Transcribe word for word the lines spanning the line with "fn paint(&self, code: &str, text: &str)" through the end of the records.
BEGIN PROVIDED RECORDS
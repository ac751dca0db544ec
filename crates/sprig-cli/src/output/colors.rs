//! Terminal color support detection and formatting.
//!
//! Respects the NO_COLOR environment variable and only colors output when
//! both standard streams are terminals.

use std::env;
use std::io::{self, IsTerminal};

/// Color support detection and formatting
#[derive(Debug, Clone, Copy)]
pub struct ColorSupport {
    enabled: bool,
}

impl ColorSupport {
    /// Detect color support automatically
    pub fn detect() -> Self {
        Self {
            enabled: Self::should_use_colors(),
        }
    }

    /// Force disable colors
    pub fn disabled() -> Self {
        Self { enabled: false }
    }

    fn should_use_colors() -> bool {
        if env::var_os("NO_COLOR").is_some() {
            return false;
        }

        io::stderr().is_terminal() && io::stdout().is_terminal()
    }

    fn paint(&self, code: &str, text: &str) -> String {
        if self.enabled {
            format!("\x1b[{}m{}\x1b[0m", code, text)
        } else {
            text.to_string()
        }
    }

    /// Format text in green
    pub fn green(&self, text: &str) -> String {
        self.paint("32", text)
    }

    /// Format text in yellow
    pub fn yellow(&self, text: &str) -> String {
        self.paint("33", text)
    }

    /// Format text in red
    pub fn red(&self, text: &str) -> String {
        self.paint("31", text)
    }

    /// Format text as dim/gray
    pub fn dim(&self, text: &str) -> String {
        self.paint("2", text)
    }

    pub fn bold(&self, text: &str) -> String {
        self.paint("1", text)
    }
}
END PROVIDED RECORDS
_EXERCISE ANSWER_:
    fn paint(&self, code: &str, text: &str) -> String {
        if self.enabled {
            format!("\x1b[{}m{}\x1b[0m", code, text)
        } else {
            text.to_string()
        }
    }

    /// Format text in green
    pub fn green(&self, text: &str) -> String {
        self.paint("32", text)
    }

    /// Format text in yellow
    pub fn yellow(&self, text: &str) -> String {
        self.paint("33", text)
    }

    /// Format text in red
    pub fn red(&self, text: &str) -> String {
        self.paint("31", text)
    }

    /// Format text as dim/gray
    pub fn dim(&self, text: &str) -> String {
        self.paint("2", text)
    }

    pub fn bold(&self, text: &str) -> String {
        self.paint("1", text)
    }
}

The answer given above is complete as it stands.